*WHAT IS BEING ASKED*:
Lift every line from the entries that includes the word "actual".

*AVAILABLE DATA*:

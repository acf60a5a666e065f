//! Error types returned by the encoder, configuration layer and controller.
//!
//! Unmet preconditions (gate closed, hardware busy, window not yet due) are
//! not errors; the controller reports them as skipped outcomes. Errors are
//! reserved for caller contract violations and transport failures.

use thiserror::Error;

use crate::protocol::ProtocolVariant;

/// Errors raised while turning an identifier into a pulse buffer.
#[derive(Error, Debug, Clone, Copy, PartialEq, Eq)]
#[cfg_attr(feature = "defmt", derive(defmt::Format))]
pub enum EncodeError {
    /// The identifier does not have the length the variant expects.
    #[error("identifier length {actual} does not match {variant} ({expected} bytes)")]
    IdentifierLength {
        /// Variant the identifier was encoded for.
        variant: ProtocolVariant,
        /// Bytes the variant requires.
        expected: usize,
        /// Bytes supplied.
        actual: usize,
    },
    /// The pulse buffer ran out of capacity.
    #[error("pulse buffer overflow")]
    BufferOverflow,
}

/// Errors raised while resolving a stored configuration.
#[derive(Error, Debug, Clone, Copy, PartialEq, Eq)]
#[cfg_attr(feature = "defmt", derive(defmt::Format))]
pub enum ConfigError {
    /// The selector byte does not name a supported protocol.
    #[error("unknown protocol variant selector {0}")]
    UnknownVariant(u8),
    /// The configuration source could not provide a configuration.
    #[error("configuration unavailable")]
    Unavailable,
}

/// Errors returned by [`Transponder`](crate::transponder::Transponder) operations.
///
/// `E` is the error type of the hardware transport.
#[derive(Error, Debug, Clone, Copy, PartialEq, Eq)]
#[cfg_attr(feature = "defmt", derive(defmt::Format))]
pub enum TransponderError<E: core::fmt::Debug> {
    /// The identifier could not be encoded.
    #[error(transparent)]
    Encode(#[from] EncodeError),
    /// The configuration could not be resolved.
    #[error(transparent)]
    Config(#[from] ConfigError),
    /// The hardware transport reported a failure.
    #[error("transport error: {0:?}")]
    Transport(E),
}
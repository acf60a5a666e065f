//! Low-power condition sources.
//!
//! While a sensitive power condition is reported (typically a USB cable
//! plugged into the flight controller) the scheduler drops to a fixed 10 Hz
//! cadence to reduce current draw through the cable.

use embedded_hal::digital::InputPin;

/// Reports whether transmissions should be slowed down to save power.
pub trait PowerSense {
    /// `true` while the low-rate cadence should be used.
    fn low_power_requested(&mut self) -> bool;
}

/// Power source that never requests low power.
#[derive(Debug, Clone, Copy, Default, PartialEq, Eq)]
pub struct AlwaysFullPower;

impl PowerSense for AlwaysFullPower {
    fn low_power_requested(&mut self) -> bool {
        false
    }
}

impl PowerSense for bool {
    fn low_power_requested(&mut self) -> bool {
        *self
    }
}

/// Reads the low-power condition from a cable-detect input pin.
#[derive(Debug)]
pub struct CableSense<P: InputPin> {
    /// The cable-detect pin.
    pub pin: P,
    inverted: bool,
}

impl<P: InputPin> CableSense<P> {
    /// Wraps `pin`, which reads high while the cable is inserted.
    ///
    /// # Arguments
    /// - `pin`: cable-detect input
    /// - `inverted`: `Some(true)` if the pin reads low while the cable is inserted
    pub fn new(pin: P, inverted: Option<bool>) -> Self {
        Self {
            pin,
            inverted: inverted.unwrap_or(false),
        }
    }

    /// Whether the cable is currently inserted. A pin read error counts as
    /// not inserted.
    pub fn cable_inserted(&mut self) -> bool {
        match self.pin.is_high() {
            Ok(high) => high != self.inverted,
            Err(_) => {
                warn!("cable sense read failed");
                false
            }
        }
    }
}

impl<P: InputPin> PowerSense for CableSense<P> {
    fn low_power_requested(&mut self) -> bool {
        self.cable_inserted()
    }
}
impl<T, P> Transponder<T, P>
where
    T: IrTransport,
    P: PowerSense,
{
    /// Creates an uninitialized controller with the default encoder.
    pub fn new(transport: T, power: P) -> Self {
        Self::with_encoder(transport, power, PulseEncoder::default())
    }

    /// Creates an uninitialized controller with a custom encoder.
    pub fn with_encoder(transport: T, power: P, encoder: PulseEncoder) -> Self {
        Self {
            transport,
            power,
            encoder,
            variant: ProtocolVariant::default(),
            pulses: PulseBuffer::new(),
            scheduler: RepeatScheduler::new(),
            configured: false,
            enabled: false,
            repeating: false,
        }
    }

    /// Replaces the scheduler state, e.g. to restore it after a warm restart.
    pub fn with_scheduler(mut self, scheduler: RepeatScheduler) -> Self {
        self.scheduler = scheduler;
        self
    }

    /// Configures the hardware for `variant` and loads `identifier`.
    ///
    /// The enable gate is closed; call [`enable`](Self::enable) to allow transmissions.
    ///
    /// # Errors
    /// - [`TransponderError::Encode`] if `identifier` has the wrong length.
    ///   No hardware call is made in that case.
    /// - [`TransponderError::Transport`] if the hardware rejects a call.
    pub fn init(
        &mut self,
        identifier: &[u8],
        variant: ProtocolVariant,
    ) -> Result<(), TransponderError<T::Error>> {
        self.enabled = false;
        let staged = self.encoder.encode(identifier, variant)?;

        if self.configured {
            self.wait_idle()?;
        }
        self.configured = false;
        self.configure_hardware(variant)?;
        self.transport
            .load_buffer(variant, &staged)
            .map_err(TransponderError::Transport)?;

        self.pulses = staged;
        self.variant = variant;
        self.configured = true;
        info!(
            "transponder initialised: {} ({} slots)",
            variant,
            self.pulses.len()
        );
        Ok(())
    }

    /// Initializes from a stored configuration.
    pub fn init_from_config(
        &mut self,
        config: &TransponderConfig,
    ) -> Result<(), TransponderError<T::Error>> {
        let variant = config.protocol_variant()?;
        let identifier = config.identifier()?;
        self.init(identifier, variant)
    }

    /// Loads the configuration from `loader` and initializes from it.
    pub fn init_from_loader<L: ConfigLoader>(
        &mut self,
        loader: &mut L,
    ) -> Result<(), TransponderError<T::Error>> {
        let config = loader.load()?;
        self.init_from_config(&config)
    }

    /// Opens the enable gate. Does nothing before [`init`](Self::init).
    pub fn enable(&mut self) {
        if !self.configured {
            warn!("transponder enable ignored: not initialised");
            return;
        }
        self.enabled = true;
        debug!("transponder enabled");
    }

    /// Closes the enable gate. A transmission in flight runs to completion.
    pub fn disable(&mut self) {
        self.enabled = false;
        debug!("transponder disabled");
    }

    /// Allows the scheduler to retrigger transmissions.
    pub fn start_repeating(&mut self) {
        self.repeating = true;
        debug!("transponder repeating started");
    }

    /// Stops scheduled retransmissions.
    pub fn stop_repeating(&mut self) {
        self.repeating = false;
        debug!("transponder repeating stopped");
    }

    /// Re-encodes and replaces the active pulse buffer.
    ///
    /// The identifier is encoded into a staging buffer first, so an invalid
    /// identifier leaves the active buffer untouched. If a transmission is in
    /// flight this blocks until it completes before the hardware buffer is
    /// rewritten. A different `variant` reconfigures the hardware.
    ///
    /// Before [`init`](Self::init) only the controller's copy is updated.
    ///
    /// A transport error while reprogramming the hardware closes the enable
    /// gate and drops back to uninitialized; [`init`](Self::init) is required
    /// before the next transmission.
    pub fn update_data(
        &mut self,
        identifier: &[u8],
        variant: ProtocolVariant,
    ) -> Result<(), TransponderError<T::Error>> {
        let staged = self.encoder.encode(identifier, variant)?;

        if self.configured {
            self.wait_idle()?;
            if let Err(error) = self.reload_hardware(variant, &staged) {
                // The peripheral may be half-way into the new layout.
                self.configured = false;
                self.enabled = false;
                warn!("transponder update failed: init required");
                return Err(error);
            }
        }

        self.pulses = staged;
        self.variant = variant;
        debug!("transponder data updated ({} slots)", self.pulses.len());
        Ok(())
    }

    /// Replays the current buffer immediately, bypassing the scheduler.
    ///
    /// # Returns
    /// `Ok(true)` if a transmission was triggered, `Ok(false)` if the enable
    /// gate is closed or a transmission is still in flight.
    pub fn transmit_once(&mut self) -> Result<bool, TransponderError<T::Error>> {
        if !self.enabled {
            trace!("transmit skipped: disabled");
            return Ok(false);
        }
        if !self.transport.is_ready() {
            trace!("transmit skipped: busy");
            return Ok(false);
        }
        self.transport
            .transmit(self.variant)
            .map_err(TransponderError::Transport)?;
        Ok(true)
    }

    /// Runs one scheduler pass at timestamp `now` (wrapping microseconds).
    ///
    /// Does nothing unless both gates are open and the hardware is ready.
    /// A busy transport does not consume the window, so a window that elapsed
    /// during a transmission fires on the first pass after it completes.
    pub fn tick(&mut self, now: u32) -> Result<TickOutcome, TransponderError<T::Error>> {
        if !self.enabled {
            return Ok(TickOutcome::Skipped(Skip::Disabled));
        }
        if !self.repeating {
            return Ok(TickOutcome::Skipped(Skip::NotRepeating));
        }
        if !self.transport.is_ready() {
            return Ok(TickOutcome::Skipped(Skip::Busy));
        }
        if !self.scheduler.is_due(now) {
            return Ok(TickOutcome::Skipped(Skip::NotDue));
        }

        let low_power = self.power.low_power_requested();
        let next_fire_at = self.scheduler.schedule_next(now, low_power);
        trace!(
            "transponder fire at {}, next {}, low power {}",
            now, next_fire_at, low_power
        );
        self.transport
            .transmit(self.variant)
            .map_err(TransponderError::Transport)?;

        Ok(TickOutcome::Transmitted {
            next_fire_at,
            low_power,
        })
    }

    /// Closes both gates, waits for any transmission in flight and disables
    /// the hardware. [`init`](Self::init) is required afterwards.
    pub fn shutdown(&mut self) -> Result<(), TransponderError<T::Error>> {
        self.enabled = false;
        self.repeating = false;
        if self.configured {
            self.wait_idle()?;
            self.transport
                .disable()
                .map_err(TransponderError::Transport)?;
            self.configured = false;
            info!("transponder shut down");
        }
        Ok(())
    }

    /// Current controller state.
    pub fn state(&self) -> TransponderState {
        if !self.configured {
            TransponderState::Uninitialized
        } else if !self.transport.is_ready() {
            TransponderState::Transmitting
        } else if self.enabled {
            TransponderState::Armed
        } else {
            TransponderState::Initialized
        }
    }

    /// Current hardware transmission state.
    pub fn transmission_state(&self) -> TransmissionState {
        if !self.configured {
            TransmissionState::Uninitialized
        } else if self.transport.is_ready() {
            TransmissionState::Ready
        } else {
            TransmissionState::Busy
        }
    }

    /// Whether the enable gate is open.
    pub fn is_enabled(&self) -> bool {
        self.enabled
    }

    /// Whether the repeat gate is open.
    pub fn is_repeating(&self) -> bool {
        self.repeating
    }

    /// Active protocol variant.
    pub fn variant(&self) -> ProtocolVariant {
        self.variant
    }

    /// Active pulse buffer.
    pub fn pulses(&self) -> &[u8] {
        &self.pulses
    }

    /// Scheduler state.
    pub fn scheduler(&self) -> &RepeatScheduler {
        &self.scheduler
    }

    /// The hardware transport.
    pub fn transport(&self) -> &T {
        &self.transport
    }

    /// The hardware transport, mutably. Intended for interrupt plumbing.
    pub fn transport_mut(&mut self) -> &mut T {
        &mut self.transport
    }

    /// The low-power source, mutably.
    pub fn power_mut(&mut self) -> &mut P {
        &mut self.power
    }

    /// Releases the transport and power source.
    pub fn release(self) -> (T, P) {
        (self.transport, self.power)
    }

    fn configure_hardware(
        &mut self,
        variant: ProtocolVariant,
    ) -> Result<(), TransponderError<T::Error>> {
        self.transport
            .initialize(variant)
            .map_err(TransponderError::Transport)?;
        self.transport
            .enable_dma(variant)
            .map_err(TransponderError::Transport)
    }

    fn reload_hardware(
        &mut self,
        variant: ProtocolVariant,
        pulses: &[u8],
    ) -> Result<(), TransponderError<T::Error>> {
        if variant != self.variant {
            info!("transponder protocol changed: {} -> {}", self.variant, variant);
            self.configure_hardware(variant)?;
        }
        self.transport
            .load_buffer(variant, pulses)
            .map_err(TransponderError::Transport)
    }

    fn wait_idle(&mut self) -> Result<(), TransponderError<T::Error>> {
        if !self.transport.is_ready() {
            debug!("waiting for transmission in flight");
            self.transport
                .wait_for_complete()
                .map_err(TransponderError::Transport)?;
        }
        Ok(())
    }
}
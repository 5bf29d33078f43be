//! Provider registry errors.

use thiserror::Error;

#[derive(Debug, Error)]
pub enum RegistryError {
    #[error("Trigger provider not found: {0}")]
    NotFound(String),

    #[error("Trigger provider already registered: {0}")]
    AlreadyRegistered(String),

    #[error("Invalid provider declaration: {0}")]
    InvalidDeclaration(String),
}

*ANSWER TO THIS PROBLEM*:
    #[error("identifier length {actual} does not match {variant} ({expected} bytes)")]
        actual: usize,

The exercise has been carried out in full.